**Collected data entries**
____
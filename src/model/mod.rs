//! Hosted model capability.
//!
//! Every provider implements [`ModelClient`]; the generator only ever sees the
//! trait object, so nothing above this module branches on credentials.

mod anthropic;
mod gemini;
mod offline;
mod openai;
pub mod scripted;

use std::sync::Arc;
use std::time::Duration;

use async_trait::async_trait;
use serde_json::Value;
use thiserror::Error;
use tracing::info;

use crate::config::{Config, ConfigError, Provider};

pub use anthropic::AnthropicClient;
pub use gemini::GeminiModelClient;
pub use offline::OfflineClient;
pub use openai::OpenAiClient;
pub use scripted::ScriptedModel;

/// Backstop timeout on the HTTP clients; the generator applies its own
/// shorter per-attempt timeout on top.
const HTTP_TIMEOUT: Duration = Duration::from_secs(300);

/// User-Agent sent with every provider request
const USER_AGENT: &str = concat!("presswire/", env!("CARGO_PKG_VERSION"));

#[derive(Error, Debug)]
pub enum ModelError {
    #[error("model call timed out after {0:?}")]
    Timeout(Duration),
    #[error("rate limited by provider: {0}")]
    RateLimited(String),
    #[error("provider returned HTTP {status}: {message}")]
    Status { status: u16, message: String },
    #[error("transport failure: {0}")]
    Transport(String),
    #[error("provider returned an empty reply")]
    EmptyReply,
    #[error("unreadable provider response: {0}")]
    Malformed(String),
    #[error("provider error: {0}")]
    Provider(String),
}

impl ModelError {
    /// Whether repeating the same call may succeed.
    pub fn is_retryable(&self) -> bool {
        match self {
            ModelError::Timeout(_)
            | ModelError::RateLimited(_)
            | ModelError::Transport(_)
            | ModelError::EmptyReply
            | ModelError::Provider(_) => true,
            ModelError::Status { status, .. } => *status >= 500 || *status == 408,
            ModelError::Malformed(_) => false,
        }
    }

    pub(crate) fn from_status(status: reqwest::StatusCode, message: String) -> Self {
        if status == reqwest::StatusCode::TOO_MANY_REQUESTS {
            ModelError::RateLimited(message)
        } else {
            ModelError::Status {
                status: status.as_u16(),
                message,
            }
        }
    }
}

impl From<reqwest::Error> for ModelError {
    fn from(err: reqwest::Error) -> Self {
        if err.is_timeout() {
            ModelError::Timeout(HTTP_TIMEOUT)
        } else if err.is_decode() {
            ModelError::Malformed(err.to_string())
        } else {
            ModelError::Transport(err.to_string())
        }
    }
}

/// What one model call is asked to do.
#[derive(Debug, Clone)]
pub struct Prompt {
    /// Persona and output rules
    pub system: String,
    /// Instruction, schema and any corrective feedback
    pub user: String,
    /// Name of the schema the reply must satisfy
    pub schema_name: String,
    /// Machine-readable schema, for providers that accept one directly
    pub response_schema: Value,
}

impl Prompt {
    /// Single-string rendering for providers without a system channel.
    pub fn flatten(&self) -> String {
        format!("{}\n\n{}", self.system, self.user)
    }
}

/// Raw reply from one model call.
#[derive(Debug, Clone, PartialEq)]
pub enum ModelReply {
    /// Free text that still has to be parsed
    Text(String),
    /// Already structured output
    Structured(Value),
}

/// A hosted generative model.
#[async_trait]
pub trait ModelClient: Send + Sync {
    /// Human-readable provider name, used in logs.
    fn name(&self) -> &str;

    async fn invoke(&self, prompt: &Prompt) -> Result<ModelReply, ModelError>;
}

pub(crate) fn http_client() -> Result<reqwest::Client, ConfigError> {
    reqwest::Client::builder()
        .user_agent(USER_AGENT)
        .timeout(HTTP_TIMEOUT)
        .build()
        .map_err(|e| ConfigError::Invalid("http client", e.to_string()))
}

/// Build the model client selected by configuration.
pub fn from_config(config: &Config) -> Result<Arc<dyn ModelClient>, ConfigError> {
    let provider = config.provider()?;
    let agent = &config.agent;
    let model = agent.model.as_deref();
    let base_url = agent.base_url.as_deref();

    let client: Arc<dyn ModelClient> = match provider {
        Provider::OpenAi => Arc::new(OpenAiClient::openai(
            config.api_key(provider)?,
            model,
            base_url,
            agent,
        )?),
        Provider::OpenRouter => Arc::new(OpenAiClient::openrouter(
            config.api_key(provider)?,
            model,
            base_url,
            agent,
        )?),
        Provider::Anthropic => Arc::new(AnthropicClient::new(
            config.api_key(provider)?,
            model,
            base_url,
            agent,
        )?),
        Provider::Gemini => Arc::new(GeminiModelClient::new(config.api_key(provider)?, model)),
        Provider::Offline => Arc::new(OfflineClient),
    };

    info!(provider = %provider, client = client.name(), "model provider selected");
    Ok(client)
}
____
**Problem**
Each of the entries above should be written out again exactly.

**Finished task**
filename src/model/mod.rs
//! Hosted model capability.
//!
//! Every provider implements [`ModelClient`]; the generator only ever sees the
//! trait object, so nothing above this module branches on credentials.

mod anthropic;
mod gemini;
mod offline;
mod openai;
pub mod scripted;

use std::sync::Arc;
use std::time::Duration;

use async_trait::async_trait;
use serde_json::Value;
use thiserror::Error;
use tracing::info;

use crate::config::{Config, ConfigError, Provider};

pub use anthropic::AnthropicClient;
pub use gemini::GeminiModelClient;
pub use offline::OfflineClient;
pub use openai::OpenAiClient;
pub use scripted::ScriptedModel;

/// Backstop timeout on the HTTP clients; the generator applies its own
/// shorter per-attempt timeout on top.
const HTTP_TIMEOUT: Duration = Duration::from_secs(300);

/// User-Agent sent with every provider request
const USER_AGENT: &str = concat!("presswire/", env!("CARGO_PKG_VERSION"));

#[derive(Error, Debug)]
pub enum ModelError {
    #[error("model call timed out after {0:?}")]
    Timeout(Duration),
    #[error("rate limited by provider: {0}")]
    RateLimited(String),
    #[error("provider returned HTTP {status}: {message}")]
    Status { status: u16, message: String },
    #[error("transport failure: {0}")]
    Transport(String),
    #[error("provider returned an empty reply")]
    EmptyReply,
    #[error("unreadable provider response: {0}")]
    Malformed(String),
    #[error("provider error: {0}")]
    Provider(String),
}

impl ModelError {
    /// Whether repeating the same call may succeed.
    pub fn is_retryable(&self) -> bool {
        match self {
            ModelError::Timeout(_)
            | ModelError::RateLimited(_)
            | ModelError::Transport(_)
            | ModelError::EmptyReply
            | ModelError::Provider(_) => true,
            ModelError::Status { status, .. } => *status >= 500 || *status == 408,
            ModelError::Malformed(_) => false,
        }
    }

    pub(crate) fn from_status(status: reqwest::StatusCode, message: String) -> Self {
        if status == reqwest::StatusCode::TOO_MANY_REQUESTS {
            ModelError::RateLimited(message)
        } else {
            ModelError::Status {
                status: status.as_u16(),
                message,
            }
        }
    }
}

impl From<reqwest::Error> for ModelError {
    fn from(err: reqwest::Error) -> Self {
        if err.is_timeout() {
            ModelError::Timeout(HTTP_TIMEOUT)
        } else if err.is_decode() {
            ModelError::Malformed(err.to_string())
        } else {
            ModelError::Transport(err.to_string())
        }
    }
}

/// What one model call is asked to do.
#[derive(Debug, Clone)]
pub struct Prompt {
    /// Persona and output rules
    pub system: String,
    /// Instruction, schema and any corrective feedback
    pub user: String,
    /// Name of the schema the reply must satisfy
    pub schema_name: String,
    /// Machine-readable schema, for providers that accept one directly
    pub response_schema: Value,
}

impl Prompt {
    /// Single-string rendering for providers without a system channel.
    pub fn flatten(&self) -> String {
        format!("{}\n\n{}", self.system, self.user)
    }
}

/// Raw reply from one model call.
#[derive(Debug, Clone, PartialEq)]
pub enum ModelReply {
    /// Free text that still has to be parsed
    Text(String),
    /// Already structured output
    Structured(Value),
}

/// A hosted generative model.
#[async_trait]
pub trait ModelClient: Send + Sync {
    /// Human-readable provider name, used in logs.
    fn name(&self) -> &str;

    async fn invoke(&self, prompt: &Prompt) -> Result<ModelReply, ModelError>;
}

pub(crate) fn http_client() -> Result<reqwest::Client, ConfigError> {
    reqwest::Client::builder()
        .user_agent(USER_AGENT)
        .timeout(HTTP_TIMEOUT)
        .build()
        .map_err(|e| ConfigError::Invalid("http client", e.to_string()))
}

/// Build the model client selected by configuration.
pub fn from_config(config: &Config) -> Result<Arc<dyn ModelClient>, ConfigError> {
    let provider = config.provider()?;
    let agent = &config.agent;
    let model = agent.model.as_deref();
    let base_url = agent.base_url.as_deref();

    let client: Arc<dyn ModelClient> = match provider {
        Provider::OpenAi => Arc::new(OpenAiClient::openai(
            config.api_key(provider)?,
            model,
            base_url,
            agent,
        )?),
        Provider::OpenRouter => Arc::new(OpenAiClient::openrouter(
            config.api_key(provider)?,
            model,
            base_url,
            agent,
        )?),
        Provider::Anthropic => Arc::new(AnthropicClient::new(
            config.api_key(provider)?,
            model,
            base_url,
            agent,
        )?),
        Provider::Gemini => Arc::new(GeminiModelClient::new(config.api_key(provider)?, model)),
        Provider::Offline => Arc::new(OfflineClient),
    };

    info!(provider = %provider, client = client.name(), "model provider selected");
    Ok(client)
}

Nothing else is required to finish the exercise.